Halife Hz. Ömer (ra) bir gün mecliste hazır bulunanlara sordu:
-Eğer Allah duânızı hemen kabul ediverecek olsa dine hizmet için Allah’tan ne isterdiniz?
Meclistekilerden birisi, “Benim falan vadi dolusu altınım olsun, onunla sadaka verip, hayır yaparak dine hizmet etmek isterim” derim.
Bir diğeri, “Malım ve mülküm olsun. Onları hizmette harcayım isterim.”
Bir başkası, “Cami ve okul yaptırmak isterim” demiş.
Hz. Ömer (ra) onların hiçbirini beğenmedi. Bu defa meclistekiler Hz. Ömer’e sordular:
“Ya Ömer! Peki sen ne isterdin?” dediler.
Hz. Ömer (ra):
“Ben de Muaz b. Cebel, Salim b. Ubeyd ve Ebu Ubeyde b. Cerrah (ra) gibi Müslümanlar yetişsin isterdim” diye cevap verdi.
**
Peygamberlerin (as) parası, devleti, okulu ve malı yoktu.
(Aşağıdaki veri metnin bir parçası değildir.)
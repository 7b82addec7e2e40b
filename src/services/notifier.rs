use tokio::sync::broadcast;

pub const ATTENDANCE_TOPIC: &str = "attendance";

/// Fire-and-forget change notification, sent after a successful write.
pub trait Notifier: Send + Sync {
    fn notify(&self, topic: &str);
}

/// Publishes topics on a tokio broadcast channel; UI push adapters subscribe.
#[derive(Clone)]
pub struct BroadcastNotifier {
    sender: broadcast::Sender<String>,
}

impl BroadcastNotifier {
    pub fn new(capacity: usize) -> Self {
        let (sender, _) = broadcast::channel(capacity);
        Self { sender }
    }

    pub fn subscribe(&self) -> broadcast::Receiver<String> {
        self.sender.subscribe()
    }
}

impl Default for BroadcastNotifier {
    fn default() -> Self {
        Self::new(64)
    }
}

impl Notifier for BroadcastNotifier {
    fn notify(&self, topic: &str) {
        // An error only means nobody is listening right now
        if self.sender.send(topic.to_string()).is_err() {
            log::debug!("No subscribers for topic {}", topic);
        }
    }
}

#[cfg(test)]
mod tests {
    use super::*;

    #[tokio::test]
    async fn subscribers_receive_topics() {
        let notifier = BroadcastNotifier::default();
        let mut receiver = notifier.subscribe();

        notifier.notify(ATTENDANCE_TOPIC);

        assert_eq!(receiver.recv().await.unwrap(), "attendance");
    }

    #[test]
    fn notifying_without_subscribers_is_harmless() {
        BroadcastNotifier::new(1).notify(ATTENDANCE_TOPIC);
    }
}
Onlar mü’min ve müttaki, Allah’tan korkan insan yetiştirdiler. Bazı peygamberlerin ancak bir kaç ümmeti olmuştu. Ama Allah onları başarısız kabul etmedi. “Sizler vazifenizi yaptınız. Mükâfatını hak ettiniz. Size inanmayanlar buna lâyık değillerdi ve Ben de onlara imanı nasip etmedim. Sizler benim hikmetimi bilemezsiniz” buyurdu.
**
Bediüzzaman Said Nursî Hazretleri ne diyor?
“Akdemir Adasında bir medrese yapsam ve on senede elli talebe yetiştirsem dâvâmı bütün dünyaya anlatırım.”
Önemli olan insanı eğitmektir. Eğitimin de üç unsuru vardır. Öğretmen, öğrenci ve kitap...
İyi bir öğretmen, meraklı ve istekli bir öğrenciye elindeki kitapla her yerde en iyi dersi verir.
**
Peygamberimiz (asm) “Paranızı taşa ve toprağa harcamayın!” (Ramuz) buyurdu. Bundan dolayı Bediüzzaman hayatı boyunca bir ev sahibi olmadı. Ama, Allah ona oturması için en güzel mekânları verdi.
Günümüzde okullar var; ama eğitim yok...
Camiler var; ama cemaat yok...
Medreseler ve külliyeler var; ama içinde adam yok, talebe yok...
Peki bu binaların amacı ne idi?
**
En verimli yatırım, en faydalı hizmet adama yapılan yatırım ve hizmettir.
Yapılan araştırmalarda insana yapılan yatırımın % 500, 1000 ve 1500 getirisi olduğunu göstermektedir. Hatta son yirmi beş seneden ilmi araştırmalara harcanan 100 doların senede 2500 ve 5000 dolar getirisi olduğu hesaplanmıştır. (Mümtaz Turhan, Garplılaşmanın Neresindeyiz, s. 30)
Gelişmiş ülkeler doğrudan insana ve bilgiye yatırım yaparken geri kalmış ülkeler maalesef taşa, toprağa ve büyük büyük binalara yatırım yaparak parayı ve malı israf etmektedirler.
“Dünyanın insanı aldatması” ve “Malın fitne olması” bu olsa gerek.